[Material provided]
%%
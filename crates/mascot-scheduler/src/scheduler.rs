//! The scheduler: one struct, one writer, two entry points.
//!
//! All mutable state — the priority lock, every timer, every collector
//! buffer — lives here and is only touched from [`Scheduler::handle_event`]
//! and [`Scheduler::tick`]. Collectors never see the lock; they hand the
//! scheduler facts and the scheduler decides what to submit to the
//! arbiter.

use std::time::{Duration, Instant};

use rand::rngs::StdRng;
use rand::SeedableRng;

use mascot_common::{
    AnimationId, AnimationTier, EventBus, Modifiers, Point, SchedulerEvent, SoundEffect,
};

use crate::arbiter::{LockTicket, TierArbiter};
use crate::config::SchedulerConfig;
use crate::idle::IdleDriver;
use crate::mouse::MouseQuadrantTracker;
use crate::reactions::{Reaction, ReactionTriggers};
use crate::sequence::{CloseIntercept, KeySequenceDetector};
use crate::sink::AnimationSink;
use crate::speech::{speech_duration, SpeechGate};
use crate::timer::{TimerKind, TimerQueue, TimerSlot};
use crate::typing::TypingMonitor;

/// Environment events fed to the scheduler by the host.
#[derive(Debug, Clone)]
pub enum EnvEvent {
    KeyDown {
        key: String,
        mods: Modifiers,
        /// Whether the key landed on an editable surface (counts as typing).
        editable: bool,
    },
    PointerMoved(Point),
    /// The agent's on-screen center changed (window moved or resized).
    AgentMoved(Point),
    AngerChanged(u8),
    ErrorCountChanged(u32),
    LintingChanged(bool),
    /// Historical repeat-mistake count, supplied by the host's store.
    RepeatMistakes(u32),
    /// Show a speech bubble; takes an Events-tier lock for its duration.
    Speak(String),
    /// The platform delivered a close-window request directly.
    CloseRequested,
    SetEnabled(bool),
}

pub struct Scheduler {
    config: SchedulerConfig,
    enabled: bool,
    sink: Option<Box<dyn AnimationSink + Send>>,
    bus: EventBus,
    timers: TimerQueue,
    arbiter: TierArbiter,
    idle: IdleDriver,
    mouse: MouseQuadrantTracker,
    typing: TypingMonitor,
    reactions: ReactionTriggers,
    konami: KeySequenceDetector,
    close: CloseIntercept,
    speech: SpeechGate,
    rng: StdRng,
    last_interaction: Option<Instant>,
    agent_center: Option<Point>,
    anger: u8,
    errors: u32,
    repeat_mistakes: u32,
}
%%
[Problem details]
An exact repetition of all the entries is required.

[Reply to the exercise]
filename crates/mascot-scheduler/src/scheduler.rs
//! The scheduler: one struct, one writer, two entry points.
//!
//! All mutable state — the priority lock, every timer, every collector
//! buffer — lives here and is only touched from [`Scheduler::handle_event`]
//! and [`Scheduler::tick`]. Collectors never see the lock; they hand the
//! scheduler facts and the scheduler decides what to submit to the
//! arbiter.

use std::time::{Duration, Instant};

use rand::rngs::StdRng;
use rand::SeedableRng;

use mascot_common::{
    AnimationId, AnimationTier, EventBus, Modifiers, Point, SchedulerEvent, SoundEffect,
};

use crate::arbiter::{LockTicket, TierArbiter};
use crate::config::SchedulerConfig;
use crate::idle::IdleDriver;
use crate::mouse::MouseQuadrantTracker;
use crate::reactions::{Reaction, ReactionTriggers};
use crate::sequence::{CloseIntercept, KeySequenceDetector};
use crate::sink::AnimationSink;
use crate::speech::{speech_duration, SpeechGate};
use crate::timer::{TimerKind, TimerQueue, TimerSlot};
use crate::typing::TypingMonitor;

/// Environment events fed to the scheduler by the host.
#[derive(Debug, Clone)]
pub enum EnvEvent {
    KeyDown {
        key: String,
        mods: Modifiers,
        /// Whether the key landed on an editable surface (counts as typing).
        editable: bool,
    },
    PointerMoved(Point),
    /// The agent's on-screen center changed (window moved or resized).
    AgentMoved(Point),
    AngerChanged(u8),
    ErrorCountChanged(u32),
    LintingChanged(bool),
    /// Historical repeat-mistake count, supplied by the host's store.
    RepeatMistakes(u32),
    /// Show a speech bubble; takes an Events-tier lock for its duration.
    Speak(String),
    /// The platform delivered a close-window request directly.
    CloseRequested,
    SetEnabled(bool),
}

pub struct Scheduler {
    config: SchedulerConfig,
    enabled: bool,
    sink: Option<Box<dyn AnimationSink + Send>>,
    bus: EventBus,
    timers: TimerQueue,
    arbiter: TierArbiter,
    idle: IdleDriver,
    mouse: MouseQuadrantTracker,
    typing: TypingMonitor,
    reactions: ReactionTriggers,
    konami: KeySequenceDetector,
    close: CloseIntercept,
    speech: SpeechGate,
    rng: StdRng,
    last_interaction: Option<Instant>,
    agent_center: Option<Point>,
    anger: u8,
    errors: u32,
    repeat_mistakes: u32,
}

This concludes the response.